## Work instruction
Lines holding the string "Resume" in the listing below are to be copied.

## Recorded data

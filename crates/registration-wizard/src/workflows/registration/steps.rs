use serde::Serialize;

use super::domain::{FieldName, InputKind};

/// One page of the wizard and the fields it owns.
#[derive(Debug, Clone)]
pub struct StepDefinition {
    pub title: &'static str,
    pub fields: Vec<FieldName>,
}

/// Fixed ordering of wizard pages. The grouping is configuration; nothing derives it.
#[derive(Debug, Clone)]
pub struct WizardLayout {
    steps: Vec<StepDefinition>,
}

impl WizardLayout {
    pub fn standard() -> Self {
        Self {
            steps: standard_steps(),
        }
    }

    /// Build a layout from custom step definitions. Empty layouts are rejected.
    pub fn from_steps(steps: Vec<StepDefinition>) -> Option<Self> {
        if steps.is_empty() {
            None
        } else {
            Some(Self { steps })
        }
    }

    pub fn step_count(&self) -> usize {
        self.steps.len()
    }

    /// Look up a step by its 1-based number.
    pub fn step(&self, number: usize) -> Option<&StepDefinition> {
        number.checked_sub(1).and_then(|index| self.steps.get(index))
    }

    pub fn steps(&self) -> &[StepDefinition] {
        &self.steps
    }

    /// 1-based number of the step that owns `field`.
    pub fn step_of(&self, field: FieldName) -> Option<usize> {
        self.steps
            .iter()
            .position(|step| step.fields.contains(&field))
            .map(|index| index + 1)
    }

    pub fn is_final(&self, number: usize) -> bool {
        number == self.step_count()
    }

    /// Serializable descriptor of every page, marking progress relative to `current`.
    pub fn views(&self, current: usize) -> Vec<StepView> {
        self.steps
            .iter()
            .enumerate()
            .map(|(index, step)| {
                let number = index + 1;
                StepView {
                    number,
                    title: step.title,
                    status: StepStatus::relative_to(number, current),
                    fields: step
                        .fields
                        .iter()
                        .map(|field| FieldView {
                            name: field.key(),
                            label: field.label(),
                            input: field.input_kind(),
                        })
                        .collect(),
                }
            })
            .collect()
    }

    pub fn progress_label(&self, current: usize) -> String {
        format!("Step {} of {}", current, self.step_count())
    }
}

impl Default for WizardLayout {
    fn default() -> Self {
        Self::standard()
    }
}

#[derive(Debug, Clone, Copy, PartialEq, Eq, Serialize)]
#[serde(rename_all = "snake_case")]
pub enum StepStatus {
    Completed,
    Current,
    Upcoming,
}

impl StepStatus {
    fn relative_to(number: usize, current: usize) -> Self {
        match number.cmp(&current) {
            std::cmp::Ordering::Less => Self::Completed,
            std::cmp::Ordering::Equal => Self::Current,
            std::cmp::Ordering::Greater => Self::Upcoming,
        }
    }
}

#[derive(Debug, Clone, Serialize)]
pub struct StepView {
    pub number: usize,
    pub title: &'static str,
    pub status: StepStatus,
    pub fields: Vec<FieldView>,
}

#[derive(Debug, Clone, Serialize)]
pub struct FieldView {
    pub name: &'static str,
    pub label: &'static str,
    pub input: InputKind,
}

fn standard_steps() -> Vec<StepDefinition> {
    vec![
        StepDefinition {
            title: "Personal Info",
            fields: vec![
                FieldName::Name,
                FieldName::Email,
                FieldName::Phone,
                FieldName::Gender,
                FieldName::DateOfBirth,
            ],
        },
        StepDefinition {
            title: "Education & Experience",
            fields: vec![
                FieldName::CertificateNo,
                FieldName::Degree,
                FieldName::YearOfPassing,
                FieldName::Fresher,
                FieldName::RelevantExperience,
                FieldName::OtherExperience,
            ],
        },
        StepDefinition {
            title: "Expertise & CTC",
            fields: vec![
                FieldName::Expertise,
                FieldName::CurrentCtc,
                FieldName::ExpectedCtc,
            ],
        },
        StepDefinition {
            title: "Notice & Reference",
            fields: vec![
                FieldName::Notice,
                FieldName::NoticeDays,
                FieldName::NoticeServingTill,
                FieldName::KnownThrough,
            ],
        },
        StepDefinition {
            title: "Resume Upload",
            fields: vec![FieldName::Resume],
        },
    ]
}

## Written response
            title: "Resume Upload",
            fields: vec![FieldName::Resume],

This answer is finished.